The two companies estimate that this will bring more job opportunities to 4,550 employees in the supply chain.
The first phase of the site will have a capacity of 9 GWh, capable of producing enough batteries for 100,000 cars per year.
If the demand for Nissan’s electric vehicles rises sharply, Envision may invest another 1.8 billion pounds to expand the new plant to 25GWh by the end of the decade.
To help in the first phase of the project, Sunderland City Council will invest 80 million pounds to create more electricity for the site, install wind farms, solar parks and dedicated energy storage facilities made from second-hand electric car batteries.
The development project is the first large-scale battery factory built in the UK, and with the arrival of governments around the world Race to attract investment in this field Support their own automotive industry to switch from internal combustion engines to electricity.
British ministers have set aside 500 million pounds to attract investors, but the industry warned that this amount is too small compared to the 2.9 billion euros the European Union has provided to its member states.
Secretary of Commerce Kwasi Kwarteng called the investment “a big step forward in our ambition to put the UK at the forefront of the global electric car race.”
Ashwani Gupta, Nissan’s chief operating officer, called it a “milestone day” for the business.

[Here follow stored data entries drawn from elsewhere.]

// 该文件是 Kanjian （看见） 项目的一部分。
// src/input.rs - 图像输入与张量预处理
//
// 本文件根据 Apache 许可证第 2.0 版（以下简称“许可证”）授权使用；
// 除非遵守该许可证条款，否则您不得使用本文件。
// 您可通过以下网址获取许可证副本：
// http://www.apache.org/licenses/LICENSE-2.0
// 除非适用法律要求或书面同意，根据本许可协议分发的软件均按“原样”提供，
// 不附带任何形式的明示或暗示的保证或条件。
// 有关许可权限与限制的具体条款，请参阅本许可协议。
//
// Copyright (C) 2026 Johann Li <me@qinka.pro>, Wareless Group

use image::{RgbImage, imageops::FilterType};
use thiserror::Error;
use tracing::debug;

use crate::{FromUrl, frame::InputTensor};

/// 缩放插值策略，固定为双线性
pub const RESIZE_FILTER: FilterType = FilterType::Triangle;

#[cfg(feature = "read_image_file")]
mod read_image_file;
#[cfg(feature = "read_image_file")]
pub use self::read_image_file::ImageFileInput;

#[cfg(feature = "fetch_image_http")]
mod http_image;
#[cfg(feature = "fetch_image_http")]
pub use self::http_image::HttpImageInput;

#[derive(Error, Debug)]
pub enum InputError {
  #[error("无法获取图像 {source_url}: {reason}")]
  SourceUnavailable { source_url: String, reason: String },
  #[error("不支持的图像格式: {0}")]
  UnsupportedFormat(#[from] image::ImageError),
}

impl InputError {
  pub fn unavailable(source_url: impl ToString, reason: impl ToString) -> Self {
    InputError::SourceUnavailable {
      source_url: source_url.to_string(),
      reason: reason.to_string(),
    }
  }
}

/// 模型期望的通道顺序；解码结果总是 RGB
#[derive(Debug, Clone, Copy, PartialEq, Eq, Default)]
pub enum ChannelOrder {
  #[default]
  Rgb,
  Bgr,
}

impl std::str::FromStr for ChannelOrder {
  type Err = String;

  fn from_str(s: &str) -> Result<Self, Self::Err> {
    match s.to_ascii_lowercase().as_str() {
      "rgb" => Ok(ChannelOrder::Rgb),
      "bgr" => Ok(ChannelOrder::Bgr),
      other => Err(format!("未知的通道顺序: {}", other)),
    }
  }
}

pub enum InputWrapper {
  #[cfg(feature = "read_image_file")]
  ReadImageFile(ImageFileInput),
  #[cfg(feature = "fetch_image_http")]
  HttpImage(HttpImageInput),
}

impl FromUrl for InputWrapper {
  type Error = InputError;

  fn from_url(url: &url::Url) -> Result<Self, Self::Error> {
    #[cfg(feature = "read_image_file")]
    {
      use crate::FromUrlWithScheme;

      if url.scheme() == ImageFileInput::SCHEME {
        return Ok(InputWrapper::ReadImageFile(ImageFileInput::from_url(url)?));
      }
    }
    #[cfg(feature = "fetch_image_http")]
    {
      if HttpImageInput::SCHEMES.contains(&url.scheme()) {
        return Ok(InputWrapper::HttpImage(HttpImageInput::from_url(url)?));
      }
    }
    Err(InputError::unavailable(
      url,
      format!("不支持的 URI 方案 '{}'", url.scheme()),
    ))
  }
}

impl InputWrapper {
  pub fn fetch(&self) -> Result<Vec<u8>, InputError> {
    match self {
      #[cfg(feature = "read_image_file")]
      InputWrapper::ReadImageFile(input) => input.fetch(),
      #[cfg(feature = "fetch_image_http")]
      InputWrapper::HttpImage(input) => input.fetch(),
    }
  }
}

/// 解码后的原图及其模型输入张量
#[derive(Debug, Clone)]
pub struct PreparedImage {
  pub image: RgbImage,
  pub tensor: InputTensor,
}

impl PreparedImage {
  /// 原图尺寸 `(height, width)`
  pub fn original_shape(&self) -> (u32, u32) {
    (self.image.height(), self.image.width())
  }
}

pub fn decode_image(bytes: &[u8]) -> Result<RgbImage, InputError> {
  let image = image::load_from_memory(bytes)?;
  Ok(image.to_rgb8())
}

/// 缩放、换通道、归一化并转为 NCHW
pub fn prepare_tensor(
  image: &RgbImage,
  width: u32,
  height: u32,
  order: ChannelOrder,
) -> InputTensor {
  let resized = image::imageops::resize(image, width, height, RESIZE_FILTER);

  let mut tensor = InputTensor::with_shape(height, width);
  let plane = (width as usize) * (height as usize);
  let slice = tensor.as_mut();

  for (x, y, pixel) in resized.enumerate_pixels() {
    let idx = (y as usize) * (width as usize) + (x as usize);
    let [r, g, b] = pixel.0;
    let (c0, c2) = match order {
      ChannelOrder::Rgb => (r, b),
      ChannelOrder::Bgr => (b, r),
    };
    slice[idx] = c0 as f32 / 255.0;
    slice[plane + idx] = g as f32 / 255.0;
    slice[2 * plane + idx] = c2 as f32 / 255.0;
  }
  tensor
}

pub fn prepare_bytes(
  bytes: &[u8],
  width: u32,
  height: u32,
  order: ChannelOrder,
) -> Result<PreparedImage, InputError> {
  let image = decode_image(bytes)?;
  debug!(
    "图像解码完成: {}x{}, 缩放到 {}x{}",
    image.width(),
    image.height(),
    width,
    height
  );
  let tensor = prepare_tensor(&image, width, height, order);
  Ok(PreparedImage { image, tensor })
}

/// 从 URL 读取图像并生成模型输入
pub fn ingest(
  url: &url::Url,
  width: u32,
  height: u32,
  order: ChannelOrder,
) -> Result<PreparedImage, InputError> {
  let bytes = InputWrapper::from_url(url)?.fetch()?;
  prepare_bytes(&bytes, width, height, order)
}

#[cfg(test)]
mod tests {
  use super::*;
  use image::Rgb;

  fn solid(width: u32, height: u32, color: [u8; 3]) -> RgbImage {
    RgbImage::from_pixel(width, height, Rgb(color))
  }

  #[test]
  fn tensor_is_channel_first_and_normalised() {
    let image = solid(8, 6, [255, 0, 51]);
    let tensor = prepare_tensor(&image, 4, 4, ChannelOrder::Rgb);
    assert_eq!(tensor.shape(), [1, 3, 4, 4]);

    let data = tensor.as_nchw();
    assert!(data[..16].iter().all(|v| (v - 1.0).abs() < 1e-3));
    assert!(data[16..32].iter().all(|v| v.abs() < 1e-3));
    assert!(data[32..].iter().all(|v| (v - 0.2).abs() < 1e-2));
  }

  #[test]
  fn bgr_order_swaps_outer_planes() {
    let image = solid(4, 4, [255, 0, 0]);
    let tensor = prepare_tensor(&image, 2, 2, ChannelOrder::Bgr);
    let data = tensor.as_nchw();
    assert!(data[..4].iter().all(|v| v.abs() < 1e-3));
    assert!(data[8..].iter().all(|v| (v - 1.0).abs() < 1e-3));
  }

  #[test]
  fn preparation_is_deterministic() {
    let mut image = solid(13, 7, [10, 20, 30]);
    image.put_pixel(3, 3, Rgb([200, 100, 0]));
    let a = prepare_tensor(&image, 5, 5, ChannelOrder::Rgb);
    let b = prepare_tensor(&image, 5, 5, ChannelOrder::Rgb);
    assert_eq!(a, b);
  }

  #[test]
  fn garbage_bytes_are_unsupported() {
    let err = prepare_bytes(b"definitely not an image", 4, 4, ChannelOrder::Rgb).unwrap_err();
    assert!(matches!(err, InputError::UnsupportedFormat(_)));
  }

  #[test]
  fn unknown_scheme_is_unavailable() {
    let url = url::Url::parse("ftp://example.com/dog.jpg").unwrap();
    let err = ingest(&url, 4, 4, ChannelOrder::Rgb).unwrap_err();
    assert!(matches!(err, InputError::SourceUnavailable { .. }));
  }

  #[test]
  fn channel_order_parses() {
    assert_eq!("RGB".parse::<ChannelOrder>(), Ok(ChannelOrder::Rgb));
    assert_eq!("bgr".parse::<ChannelOrder>(), Ok(ChannelOrder::Bgr));
    assert!("rgba".parse::<ChannelOrder>().is_err());
  }
}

With the British government Phase out sales of gasoline and diesel models by 2030By the end of this century, automakers with British factories will need to purchase batteries and increase the production of electric vehicles.
Due to the weight of batteries, automakers tend to buy batteries close to car factories, which means facilities in the UK are needed to maintain production at existing factories, including Toyota, Mini, Vauxhall and Jaguar Land Rover.
Earlier this week, the Association of Automobile Manufacturers and Traders caveat The UK needs 60GWh of battery plants to maintain the current industrial scale. It warned that in the worst-case scenario, the country has only one large project, which could lose more than 90,000 roles.
SMMT CEO Mike Hawes said that Nissan’s investment is a “real vote of confidence, but still just one” to protect the country’s vast network of factories.
“This is a highly competitive industry, and we need more than that,” he added.